We previously identified a defect in the in vivo catabolism of low density lipoprotein (LDL) from hypercholesterolemic pigs carrying a mutant apolipoprotein B allele. In the present studies, we examined the in vitro metabolism of mutant LDL in cultured pig fibroblasts. A 3-fold higher concentration of mutant LDL (compared to control) was needed to displace 50% of control 125I-LDL binding. Mutant LDL had a 6-fold higher dissociation constant than control LDL. Scatchard plots of the binding data were concave upward, suggesting multiple classes of binding sites or negative cooperativity.

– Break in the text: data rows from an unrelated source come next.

//! Play export
//!
//! Renders a decoded play sequence as a table (CSV, one row per play) or as
//! JSON. Column order is fixed here and nowhere else.
//!
//! Per-contest files carry one contest each. When several contests share one
//! stream, the table gains a leading `contest_id` column and is written with a
//! single header row; JSON becomes an array of contests.

use crate::config::OutputFormat;
use anyhow::{Context, Result};
use pbp_decoder::{DecodedContest, Participant, Play, ROSTER_SIZE, SIDE_SIZE};
use serde::Serialize;
use std::io::Write;

/// Leading column of the combined table
pub const CONTEST_ID_COLUMN: &str = "contest_id";

/// Column headers, in output order
pub fn header() -> Vec<String> {
    let mut columns = Vec::with_capacity(2 * ROSTER_SIZE + 10);
    for side in ["home", "away"] {
        for slot in 1..=SIDE_SIZE {
            columns.push(format!("{}_{}_id", side, slot));
            columns.push(format!("{}_{}_name", side, slot));
        }
    }
    columns.extend(
        [
            "period",
            "clock",
            "sequence",
            "category_code",
            "category_label",
            "player1_id",
            "player1_name",
            "player2_id",
            "player2_name",
            "description",
        ]
        .map(String::from),
    );
    columns
}

fn participant_cells(participant: Option<&Participant>) -> [String; 2] {
    match participant {
        Some(p) => [p.id.to_string(), p.name.clone()],
        None => [String::new(), String::new()],
    }
}

/// One table row for a play
pub fn row(play: &Play) -> Vec<String> {
    let mut cells: Vec<String> = play
        .roster
        .home()
        .iter()
        .chain(play.roster.away())
        .flat_map(|p| participant_cells(Some(p)))
        .collect();
    cells.push(play.period.to_string());
    cells.push(play.clock.clone());
    cells.push(play.sequence.to_string());
    cells.push(play.category_code.to_string());
    cells.push(play.category_label.to_string());
    cells.extend(participant_cells(play.player1.as_ref()));
    cells.extend(participant_cells(play.player2.as_ref()));
    cells.push(play.description.clone().unwrap_or_default());
    cells
}

/// Write plays as CSV
pub fn write_csv<W: Write>(plays: &[Play], out: W) -> Result<()> {
    let mut writer = csv::Writer::from_writer(out);
    writer.write_record(header()).context("Failed to write CSV header")?;
    for play in plays {
        writer
            .write_record(row(play))
            .with_context(|| format!("Failed to write play {}", play.sequence))?;
    }
    writer.flush()?;
    Ok(())
}

/// Write a decoded contest in the requested format
pub fn write_contest<W: Write>(
    decoded: &DecodedContest,
    format: OutputFormat,
    mut out: W,
) -> Result<()> {
    match format {
        OutputFormat::Csv => write_csv(&decoded.plays, out),
        OutputFormat::Json => {
            serde_json::to_writer_pretty(&mut out, decoded).context("Failed to write JSON")?;
            writeln!(out)?;
            Ok(())
        }
    }
}

/// One contest in the combined JSON array
#[derive(Serialize)]
struct ContestExport<'a> {
    contest_id: &'a str,
    #[serde(flatten)]
    decoded: &'a DecodedContest,
}

/// Write several contests to one stream
///
/// CSV gets a single header row with [`CONTEST_ID_COLUMN`] in front; JSON is
/// an array of contests in the given order.
pub fn write_combined<W: Write>(
    contests: &[(&str, &DecodedContest)],
    format: OutputFormat,
    mut out: W,
) -> Result<()> {
    match format {
        OutputFormat::Csv => {
            let mut writer = csv::Writer::from_writer(out);
            let mut columns = vec![CONTEST_ID_COLUMN.to_string()];
            columns.extend(header());
            writer.write_record(columns).context("Failed to write CSV header")?;

            for (id, decoded) in contests {
                for play in &decoded.plays {
                    let mut cells = vec![id.to_string()];
                    cells.extend(row(play));
                    writer.write_record(cells).with_context(|| {
                        format!("Failed to write {} play {}", id, play.sequence)
                    })?;
                }
            }
            writer.flush()?;
            Ok(())
        }
        OutputFormat::Json => {
            let exports: Vec<ContestExport> = contests
                .iter()
                .map(|&(contest_id, decoded)| ContestExport { contest_id, decoded })
                .collect();
            serde_json::to_writer_pretty(&mut out, &exports).context("Failed to write JSON")?;
            writeln!(out)?;
            Ok(())
        }
    }
}

/// Per-contest summary line
pub fn summary(id: &str, events: usize, decoded: &DecodedContest) -> String {
    format!(
        "{}: {} events -> {} plays, {} of {} substitution(s) desynced ({:.1}%)",
        id,
        events,
        decoded.plays.len(),
        decoded.diagnostics.len(),
        decoded.substitutions,
        decoded.desync_rate() * 100.0
    )
}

The mutant LDL degradation rate was reduced by 40%; this decrease could be attributed to a dense LDL subspecies. Mutant and control buoyant LDL subspecies were degraded more slowly than the corresponding dense LDL subspecies. Together, these studies show that diminished LDL receptor binding can result from mutations in apolipoprotein B and from changes in the lipid composition of LDL particles.